Another study looked at the impact on overall Medicare spending upon the introduction of the Part D drug program in 2007. The researchers found increased access to drug therapies produced an overall savings of $13.4 billion for the first full year of the program.³
Innovations contribute to better quality health care and better cost control. For example, the arrival of genetic testing allows for the identification of a preferred course of treatment for a variety of conditions. In cancer, mutations can have a huge impact on the success of a drug therapy and offer insights into what treatment to administer and how a patient might be expected to respond to a drug. That cancer treatments can run around $100,000 makes the cost and advancement of personalized medicine more cost effective despite the additional expense. Even Gilead's Sovaldi makes for a challenging ethical and economic argument: pay for a liver transplant or pay $84,000 for the drug therapy?
Unfortunately, innovation is costing us more and more as drug development has become increasingly difficult and more expensive. The Biopharmaceutical Research Industry points out that it takes 10 to 15 years to bring a drug to market and costs $1.2 billion in research and development.4 The amount quoted likely relates to a landmark 2000 study done by J.A. DiMasi. However, including the cost of drug failures pushes up the cost significantly. Looking at R&D spending relative to drug approvals provides a glimpse of the costs that drug companies must recoup:
Company | Total R&D Spending 1997-2011 ($Mil) | Number of Drugs Approved | Avg. R&D Cost per Drug ($Mil) |
AstraZeneca | 58,955 | 5 | 11,800 |
GlaxoSmithKline | 81,708 | 10 | 8,200 |
Sanofi | 63,274 | 8 | 7,900 |
Roche | 85,841 | 11 | 7,800 |
Pfizer | 108,178 | 14 | 7,700 |
Johnson & Johnson | 88,285 | 15 | 5,900 |
Eli Lilly | 50,347 | 11 | 4,600 |
Abbott Laboratories | 35,970 | 8 | 4,500 |
Merck | 67,360 | 16 | 4,200 |
Bristol-Myers Squibb | 45,675 | 11 | 4,200 |
Novartis | 83,646 | 21 | 4,000 |
Amgen | 33,229 | 9 | 3,700 |
Sources: InnoThink Center for Research in Biomedical Innovation; Thomson Reuters Fundamentals via FactSet Research Systems via Forbes.com article "The Truly Staggering Cost of Inventing New Drugs." |
The reality is that reimbursement pressures will continue to grow despite climbing research costs and therapeutic advancements. But what will be the impact on innovation? If drug companies reduce their prices amid climbing costs, does it hinder their enthusiasm for R&D spending? At the venture capital level, where many new products are born, will investors still be willing to put up money for a product that may take 10 years to come to market in an increasingly hostile pricing environment, or will they prefer to put their capital elsewhere?
Footnotes
¹ CMS' National Health Expenditure Projections 2012–2022.
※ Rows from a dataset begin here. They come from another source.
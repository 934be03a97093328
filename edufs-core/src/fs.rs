//! Mount/format lifecycle, CWD, open-file refcounts, and high-level operations (spec §4.6, C6).

use crate::bitmap::Bitmap;
use crate::block_device::{BlockDevice, BLOCK_SIZE};
use crate::cache::{Cache, DEFAULT_CAPACITY};
use crate::dir::DirEntry;
use crate::error::{Error, Result};
use crate::inode_manager::{InodeManager, Stat, ROOT_ID};
use crate::layout::{Layout, DEFAULT_TOTAL_BLOCKS};
use std::collections::{HashMap, HashSet};
use std::path::{Path, PathBuf};
use std::sync::{Arc, Mutex, OnceLock};

/// Parameters for [`Filesystem::format`]. Mirrors `Ext2Factory`'s defaulted-field
/// shape in the teacher's `mkfs/src/ext2.rs`, generalized to a caller-constructible
/// struct rather than one only filled in from CLI flags.
#[derive(Debug, Clone, Copy)]
pub struct FormatOptions {
    pub total_blocks: u64,
    pub block_size: usize,
}

impl Default for FormatOptions {
    fn default() -> Self {
        Self {
            total_blocks: DEFAULT_TOTAL_BLOCKS,
            block_size: BLOCK_SIZE,
        }
    }
}

/// Parameters for [`Filesystem::mount`].
#[derive(Debug, Clone, Copy)]
pub struct MountOptions {
    pub cache_capacity: usize,
}

impl Default for MountOptions {
    fn default() -> Self {
        Self {
            cache_capacity: DEFAULT_CAPACITY,
        }
    }
}

/// Aggregate space/inode usage report, for the `df` CLI command.
#[derive(Debug, Clone, Copy)]
pub struct DfReport {
    pub block_size: usize,
    pub total_blocks: u64,
    pub used_blocks: u64,
    pub free_blocks: u64,
    pub total_inodes: u32,
    pub used_inodes: u32,
    pub free_inodes: u32,
}

struct FsState {
    cwd: String,
    /// `normalized path -> open count`, per spec §4.6.
    open_files: HashMap<String, u32>,
}

/// The mounted filesystem: ties BlockDevice/Cache/Bitmap/InodeManager together and
/// exposes the high-level operations a CLI or other caller drives.
pub struct Filesystem {
    cache: Arc<Cache>,
    bitmap: Mutex<Bitmap>,
    inodes: InodeManager,
    layout: Layout,
    state: Mutex<FsState>,
    path: PathBuf,
}

/// Backing-file paths currently formatted-or-mounted by this process, guarding the
/// "format/mount require not-mounted" contract of spec §4.6. Keyed by the exact
/// `Path` a caller passed in, not a canonicalized form, so two different spellings
/// of the same file are not caught — a known, narrow limitation of a process-local
/// registry (see DESIGN.md).
fn mounted_paths() -> &'static Mutex<HashSet<PathBuf>> {
    static REGISTRY: OnceLock<Mutex<HashSet<PathBuf>>> = OnceLock::new();
    REGISTRY.get_or_init(|| Mutex::new(HashSet::new()))
}

fn split_path(normalized: &str) -> (String, String) {
    let trimmed = normalized.trim_end_matches('/');
    match trimmed.rfind('/') {
        Some(0) => ("/".to_owned(), trimmed[1..].to_owned()),
        Some(pos) => (trimmed[..pos].to_owned(), trimmed[pos + 1..].to_owned()),
        None => ("/".to_owned(), trimmed.to_owned()),
    }
}

/// Joins `cwd` and `input` into a normalized absolute path per spec §4.6: `.`
/// segments dropped, `..` pops the stack (bounded at root), empty segments ignored.
pub fn normalize(cwd: &str, input: &str) -> String {
    let base = if input.starts_with('/') {
        String::new()
    } else {
        cwd.to_owned()
    };
    let mut stack: Vec<&str> = base.split('/').filter(|s| !s.is_empty()).collect();
    for segment in input.split('/') {
        match segment {
            "" | "." => {}
            ".." => {
                stack.pop();
            }
            s => stack.push(s),
        }
    }
    format!("/{}", stack.join("/"))
}

impl Filesystem {
    /// Creates a fresh backing file and writes an initialized, empty filesystem to
    /// it (bitmap with reserved bits set, zeroed inode table). Does not mount it.
    /// Fails with `Error::AlreadyMounted` if this process already has `path`
    /// formatted or mounted (spec §4.6: format requires not-mounted).
    pub fn format(path: &Path, opts: FormatOptions) -> Result<()> {
        {
            let registry = mounted_paths().lock().unwrap();
            if registry.contains(path) {
                return Err(Error::AlreadyMounted);
            }
        }
        let device = BlockDevice::create(path, opts.total_blocks, opts.block_size)?;
        let layout = Layout::derive(device.total_blocks(), device.block_size());
        let cache = Cache::new(device, DEFAULT_CAPACITY)?;
        let bitmap = Bitmap::initialize(layout.total_blocks, layout.block_size, layout.data_start);
        bitmap.save(&cache)?;
        InodeManager::format(&cache, &layout)?;
        cache.flush_all()
    }

    /// Opens an existing backing file and brings up the cache, bitmap, and inode
    /// manager over it, creating the root directory if this is its first mount.
    /// Fails with `Error::AlreadyMounted` if this process already has `path`
    /// mounted (spec §4.6: mount requires not-mounted) — two independent `Cache`
    /// instances over the same file would race on write-back with no coordination.
    pub fn mount(path: &Path, opts: MountOptions) -> Result<Arc<Self>> {
        if !mounted_paths().lock().unwrap().insert(path.to_path_buf()) {
            return Err(Error::AlreadyMounted);
        }
        let result = (|| {
            let device = BlockDevice::open(path)?;
            let layout = Layout::derive(device.total_blocks(), device.block_size());
            let cache = Arc::new(Cache::new(device, opts.cache_capacity)?);
            let bitmap = Bitmap::load(&cache, layout.total_blocks, layout.block_size, layout.data_start)?;
            let inodes = InodeManager::load(cache.clone(), layout)?;
            let bitmap = Mutex::new(bitmap);
            inodes.ensure_root(&bitmap)?;
            Ok(Arc::new(Self {
                cache,
                bitmap,
                inodes,
                layout,
                state: Mutex::new(FsState {
                    cwd: "/".to_owned(),
                    open_files: HashMap::new(),
                }),
                path: path.to_path_buf(),
            }))
        })();
        if result.is_err() {
            mounted_paths().lock().unwrap().remove(path);
        }
        result
    }

    /// Flushes the cache and persists the bitmap without tearing down in-memory
    /// state, for the `sync`/`cache` CLI interaction and property 8 (round-trip).
    pub fn sync(&self) -> Result<()> {
        self.cache.flush_all()?;
        self.bitmap.lock().unwrap().save(&self.cache)
    }

    /// Flushes the cache, persists the bitmap, clears open-file refcounts, and
    /// releases this path's entry in the mount registry. The caller drops the
    /// returned `Arc` to release the remaining in-memory state. Fails with
    /// `Error::NotMounted` if this handle was already unmounted.
    pub fn unmount(&self) -> Result<()> {
        if !mounted_paths().lock().unwrap().remove(&self.path) {
            return Err(Error::NotMounted);
        }
        self.sync()?;
        self.state.lock().unwrap().open_files.clear();
        Ok(())
    }

    /// Normalizes `input` against the current working directory.
    pub fn normalize(&self, input: &str) -> String {
        normalize(&self.state.lock().unwrap().cwd, input)
    }

    /// The current working directory.
    pub fn pwd(&self) -> String {
        self.state.lock().unwrap().cwd.clone()
    }

    /// Changes the current working directory to `path`, which must resolve to a
    /// directory.
    pub fn cd(&self, path: &str) -> Result<()> {
        let target = self.normalize(path);
        let id = self.inodes.resolve(&target)?;
        let stat = self.inodes.stat(id)?;
        if !matches!(stat.kind, crate::inode::FileType::Directory) {
            return Err(Error::WrongType);
        }
        self.state.lock().unwrap().cwd = target;
        Ok(())
    }

    fn is_busy(&self, path: &str) -> bool {
        let state = self.state.lock().unwrap();
        let prefix = format!("{path}/");
        state.open_files.iter().any(|(p, &count)| {
            count > 0 && (p == path || p.starts_with(&prefix))
        })
    }

    /// Increments `path`'s open-file refcount.
    pub fn open(&self, path: &str) {
        let target = self.normalize(path);
        *self.state.lock().unwrap().open_files.entry(target).or_insert(0) += 1;
    }

    /// Decrements `path`'s open-file refcount, removing the entry once it hits zero.
    pub fn close(&self, path: &str) {
        let target = self.normalize(path);
        let mut state = self.state.lock().unwrap();
        if let Some(count) = state.open_files.get_mut(&target) {
            *count = count.saturating_sub(1);
            if *count == 0 {
                state.open_files.remove(&target);
            }
        }
    }

    /// Lists the entries of directory `path` (defaults to cwd when `None`).
    pub fn ls(&self, path: Option<&str>) -> Result<Vec<DirEntry>> {
        let target = self.normalize(path.unwrap_or("."));
        let id = self.inodes.resolve(&target)?;
        self.inodes.list_dir(id)
    }

    /// Metadata snapshot for `path`.
    pub fn stat(&self, path: &str) -> Result<Stat> {
        let target = self.normalize(path);
        let id = self.inodes.resolve(&target)?;
        self.inodes.stat(id)
    }

    /// Creates an empty file at `path`; a no-op (beyond bumping `modify_time`) if it
    /// already exists as a file.
    pub fn touch(&self, path: &str) -> Result<()> {
        let target = self.normalize(path);
        if self.is_busy(&target) {
            return Err(Error::Busy);
        }
        if let Ok(id) = self.inodes.resolve(&target) {
            let stat = self.inodes.stat(id)?;
            if !matches!(stat.kind, crate::inode::FileType::File) {
                return Err(Error::WrongType);
            }
            let content = self.inodes.read_file(id)?;
            return self.inodes.write_file(&self.bitmap, id, &content);
        }
        let (parent, name) = split_path(&target);
        let parent_id = self.inodes.resolve(&parent)?;
        self.inodes.create_file(&self.bitmap, parent_id, &name, &[])?;
        Ok(())
    }

    /// Reads the full content of file `path`.
    pub fn cat(&self, path: &str) -> Result<Vec<u8>> {
        let target = self.normalize(path);
        let id = self.inodes.resolve(&target)?;
        self.open(&target);
        let result = self.inodes.read_file(id);
        self.close(&target);
        result
    }

    /// Overwrites file `path`'s content with `content`, creating it if absent.
    pub fn echo(&self, path: &str, content: &[u8]) -> Result<()> {
        let target = self.normalize(path);
        if self.is_busy(&target) {
            return Err(Error::Busy);
        }
        match self.inodes.resolve(&target) {
            Ok(id) => self.inodes.write_file(&self.bitmap, id, content),
            Err(Error::NotFound) => {
                let (parent, name) = split_path(&target);
                let parent_id = self.inodes.resolve(&parent)?;
                self.inodes.create_file(&self.bitmap, parent_id, &name, content)?;
                Ok(())
            }
            Err(e) => Err(e),
        }
    }

    /// Removes file `path`.
    pub fn rm(&self, path: &str) -> Result<()> {
        let target = self.normalize(path);
        if self.is_busy(&target) {
            return Err(Error::Busy);
        }
        let (parent, name) = split_path(&target);
        let parent_id = self.inodes.resolve(&parent)?;
        self.inodes.delete_file(&self.bitmap, parent_id, &name)
    }

    /// Creates directory `path`.
    pub fn mkdir(&self, path: &str) -> Result<()> {
        let target = self.normalize(path);
        let (parent, name) = split_path(&target);
        let parent_id = self.inodes.resolve(&parent)?;
        self.inodes.create_directory(&self.bitmap, parent_id, &name)?;
        Ok(())
    }

    /// Removes directory `path`, refusing a non-empty directory.
    pub fn rmdir(&self, path: &str) -> Result<()> {
        let target = self.normalize(path);
        if self.is_busy(&target) {
            return Err(Error::Busy);
        }
        let id = self.inodes.resolve(&target)?;
        if id == ROOT_ID {
            return Err(Error::InvalidName);
        }
        let page_empty = self
            .inodes
            .list_dir(id)?
            .iter()
            .all(|e| e.name == "." || e.name == "..");
        if !page_empty {
            return Err(Error::NotEmpty);
        }
        let (parent, name) = split_path(&target);
        let parent_id = self.inodes.resolve(&parent)?;
        self.inodes.delete_directory(&self.bitmap, parent_id, &name)
    }

    /// Space and inode usage report.
    pub fn df(&self) -> DfReport {
        let bitmap = self.bitmap.lock().unwrap();
        DfReport {
            block_size: self.layout.block_size,
            total_blocks: self.layout.total_blocks,
            used_blocks: self.layout.total_blocks - bitmap.free_count(),
            free_blocks: bitmap.free_count(),
            total_inodes: self.inodes.total_inodes(),
            used_inodes: self.inodes.used_inodes(),
            free_inodes: self.inodes.free_inodes(),
        }
    }

    /// Cache occupancy: `(resident_count, dirty_count, capacity)`.
    pub fn cache_stats(&self) -> (usize, usize, usize) {
        self.cache.stats()
    }
}
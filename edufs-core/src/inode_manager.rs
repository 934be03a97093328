//! Inode table, path resolution, and directory/file operations (spec §4.5, C5).

use crate::bitmap::Bitmap;
use crate::cache::Cache;
use crate::dir::{DirError, DirectoryPage};
use crate::error::{Error, Result};
use crate::inode::{FileType, Inode, INODE_SIZE};
use crate::layout::Layout;
use crate::util::{ceil_division, timestamp};
use std::collections::HashMap;
use std::sync::{Arc, Mutex};

/// The root directory always occupies inode id 1.
pub const ROOT_ID: u32 = 1;

/// Illegal characters in a file/directory name, per spec §4.5.
const ILLEGAL_CHARS: &[char] = &['/', '\\', ':', '*', '?', '"', '<', '>', '|'];

/// A read-only snapshot of an inode's metadata, for the `stat` CLI command.
#[derive(Debug, Clone)]
pub struct Stat {
    pub id: u32,
    pub kind: FileType,
    pub size: u32,
    pub block_count: u32,
    pub parent_id: u32,
    pub create_time: u64,
    pub modify_time: u64,
    pub name: String,
}

impl From<&Inode> for Stat {
    fn from(i: &Inode) -> Self {
        Self {
            id: i.id,
            kind: i.kind,
            size: i.size,
            block_count: i.block_count,
            parent_id: i.parent_id,
            create_time: i.create_time,
            modify_time: i.modify_time,
            name: i.name.clone(),
        }
    }
}

/// Maps a directory-page mutation error onto the facade's error kinds. `Full` means
/// the parent's data block has no room left for another entry — there is no
/// dedicated error kind for that in spec §7, so it is reported as `NoSpace`
/// (allocation of a directory-page slot failed), the same way bitmap exhaustion is.
/// `Duplicate`/`NameTooLong` can't actually occur here (both are checked before
/// `add` is called), but are mapped for completeness.
fn dir_error_to_error(e: DirError) -> Error {
    match e {
        DirError::Full => Error::NoSpace,
        DirError::Duplicate => Error::Exists,
        DirError::NameTooLong => Error::InvalidName,
    }
}

fn validate_name(name: &str) -> Result<()> {
    if name.is_empty() || name.len() > 63 {
        return Err(Error::InvalidName);
    }
    if name.contains('\0') || name.chars().any(|c| ILLEGAL_CHARS.contains(&c)) {
        return Err(Error::InvalidName);
    }
    Ok(())
}

/// Inode table, directory cache, and the operations layered over them.
pub struct InodeManager {
    cache: Arc<Cache>,
    layout: Layout,
    /// `used[id]` tells whether inode table slot `id` is occupied. Index 0 is unused.
    used: Mutex<Vec<bool>>,
    /// Write-through cache of directory pages keyed by inode id.
    dir_cache: Mutex<HashMap<u32, DirectoryPage>>,
    /// One lock per inode id, serializing mutations to that inode's content and size.
    inode_locks: Vec<Mutex<()>>,
}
² Armstrong, Drew. Gilead getting resistance from payers on pricey drug. SFGate.com. January 28, 2014. http://www.sfgate.com/business/article/Gilead-getting-resistance-from-payers-on-pricey-5183038.php
³ J.M. McWilliams, et al. "Implementation of Medicare Part D and Nondrug Medical Spending for Elderly Adults with Limited Prior Drug Coverage." JAMA 2011; 306(4): 402-409
4 2013 Profile, Biopharmaceutical Research Industry. Pharmaceutical Research and Manufacturers or America.